------ DATA ------
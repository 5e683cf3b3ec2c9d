use bitspeak::codec::{Finish, Format};
use bitspeak::{Bitspeak, Config};
use proptest::prelude::*;

const DELIMITERS: &[&str] = &["", "-", " ", "_", "\n", "\r\n", " - "];

fn format_strategy() -> impl Strategy<Value = Format> {
    prop_oneof![Just(Format::Bs6), Just(Format::Bs8)]
}

fn size_strategy(max: i64) -> impl Strategy<Value = i64> {
    prop_oneof![Just(-1i64), 1..=max]
}

fn config_strategy() -> impl Strategy<Value = Config> {
    (
        size_strategy(24),
        0..DELIMITERS.len(),
        size_strategy(120),
        0..DELIMITERS.len(),
    )
        .prop_map(|(word, wd, line, ld)| {
            Config::builder()
                .max_word_size(word)
                .word_delimiter(DELIMITERS[wd])
                .max_line_size(line)
                .line_delimiter(DELIMITERS[ld])
                .build()
                .unwrap()
        })
}

/// Drive the block encoder with bounded source chunks and destination slices.
fn encode_in_pieces(codec: &Bitspeak, data: &[u8], src_chunk: usize, dst_chunk: usize) -> String {
    let mut encoder = codec.new_encoder();
    let mut out = String::new();
    let mut buf = vec!['\0'; dst_chunk];
    let mut pos = 0;
    while pos < data.len() {
        let end = (pos + src_chunk).min(data.len());
        let before = encoder.read_count();
        let n = encoder.encode_block(&data[pos..end], &mut buf);
        pos += (encoder.read_count() - before) as usize;
        out.extend(&buf[..n]);
    }
    loop {
        match encoder.finish_block(&mut buf) {
            Finish::Wrote(n) => out.extend(&buf[..n]),
            Finish::NeedsCapacity => panic!("finish stalled with {dst_chunk} slots"),
            Finish::Done => return out,
        }
    }
}

/// Drive the block decoder the same way.
fn decode_in_pieces(codec: &Bitspeak, text: &str, src_chunk: usize, dst_chunk: usize) -> Vec<u8> {
    let chars: Vec<char> = text.chars().collect();
    let mut decoder = codec.new_decoder();
    let mut out = Vec::new();
    let mut buf = vec![0u8; dst_chunk];
    let mut pos = 0;
    while pos < chars.len() {
        let end = (pos + src_chunk).min(chars.len());
        let before = decoder.read_count();
        let n = decoder.decode_block(&chars[pos..end], &mut buf).unwrap();
        pos += (decoder.read_count() - before) as usize;
        out.extend_from_slice(&buf[..n]);
    }
    loop {
        match decoder.finish_block(&mut buf).unwrap() {
            Finish::Wrote(n) => out.extend_from_slice(&buf[..n]),
            Finish::NeedsCapacity => panic!("finish stalled with {dst_chunk} slots"),
            Finish::Done => return out,
        }
    }
}

proptest! {
    #[test]
    fn prop_encode_decode_roundtrip(
        data in proptest::collection::vec(any::<u8>(), 0..4096),
        format in format_strategy(),
        config in config_strategy(),
    ) {
        let codec = Bitspeak::new(format, config);
        let text = codec.encode(&data);
        prop_assert_eq!(codec.decode(&text).unwrap(), data);
    }

    #[test]
    fn prop_estimates_are_upper_bounds(
        data in proptest::collection::vec(any::<u8>(), 0..2048),
        format in format_strategy(),
        config in config_strategy(),
    ) {
        let codec = Bitspeak::new(format, config);
        let chars = codec.encode(&data).chars().count();
        prop_assert!(
            chars <= codec.estimate_encode_size(data.len()),
            "chars={} estimate={}",
            chars,
            codec.estimate_encode_size(data.len())
        );
        prop_assert!(data.len() <= codec.estimate_decode_size(chars));
    }

    #[test]
    fn prop_block_splits_do_not_change_output(
        data in proptest::collection::vec(any::<u8>(), 0..1024),
        format in format_strategy(),
        config in config_strategy(),
        src_chunk in 1usize..64,
        dst_chunk in 1usize..64,
    ) {
        let codec = Bitspeak::new(format, config);
        let text = codec.encode(&data);
        prop_assert_eq!(&encode_in_pieces(&codec, &data, src_chunk, dst_chunk), &text);
        prop_assert_eq!(decode_in_pieces(&codec, &text, src_chunk, dst_chunk), data);
    }

    #[test]
    fn prop_words_and_lines_respect_limits(
        data in proptest::collection::vec(any::<u8>(), 0..1024),
        format in format_strategy(),
        word in 1i64..16,
        line in 1i64..64,
    ) {
        let config = Config::builder()
            .max_word_size(word)
            .word_delimiter(" ")
            .max_line_size(line)
            .line_delimiter("\n")
            .build()
            .unwrap();
        let text = Bitspeak::new(format, config).encode(&data);
        if text.is_empty() {
            return Ok(());
        }
        for l in text.split('\n') {
            // A full line may still take the word delimiter that closed its last word.
            prop_assert!(l.chars().count() as i64 <= line + 1, "line {:?}", l);
            for w in l.trim_end_matches(' ').split(' ') {
                prop_assert!(!w.is_empty(), "empty word in {:?}", l);
                prop_assert!(w.chars().count() as i64 <= word, "word {:?}", w);
            }
        }
    }

    #[test]
    fn prop_decoding_garbage_never_panics(text in "\\PC{0,64}", format in format_strategy()) {
        let _ = Bitspeak::new(format, Config::default()).decode(&text);
    }
}

#[test]
#[ignore = "performance properties are workload and machine dependent"]
fn perf_property_roundtrip_not_pathological() {
    use rand::{Rng, SeedableRng, rngs::StdRng};
    use std::time::Instant;

    let mut rng = StdRng::seed_from_u64(0x5EED);
    let mut data = vec![0u8; 16 * 1024 * 1024];
    rng.fill(&mut data[..]);

    for codec in [Bitspeak::bs6(), Bitspeak::bs8()] {
        let t0 = Instant::now();
        let text = codec.encode(&data);
        let decoded = codec.decode(&text).unwrap();
        let dt = t0.elapsed();
        assert_eq!(decoded, data);
        assert!(dt.as_secs_f64() < 20.0, "{} took {:?}", codec.name(), dt);
    }
}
------
_TASK ITEM_.
Transcribe exactly, starting at the line with "use std::time::Instant;" and continuing through the last line of the data above; leave out all earlier lines.

_RESPONSE_.
    use std::time::Instant;

    let mut rng = StdRng::seed_from_u64(0x5EED);
    let mut data = vec![0u8; 16 * 1024 * 1024];
    rng.fill(&mut data[..]);

    for codec in [Bitspeak::bs6(), Bitspeak::bs8()] {
        let t0 = Instant::now();
        let text = codec.encode(&data);
        let decoded = codec.decode(&text).unwrap();
        let dt = t0.elapsed();
        assert_eq!(decoded, data);
        assert!(dt.as_secs_f64() < 20.0, "{} took {:?}", codec.name(), dt);
    }
}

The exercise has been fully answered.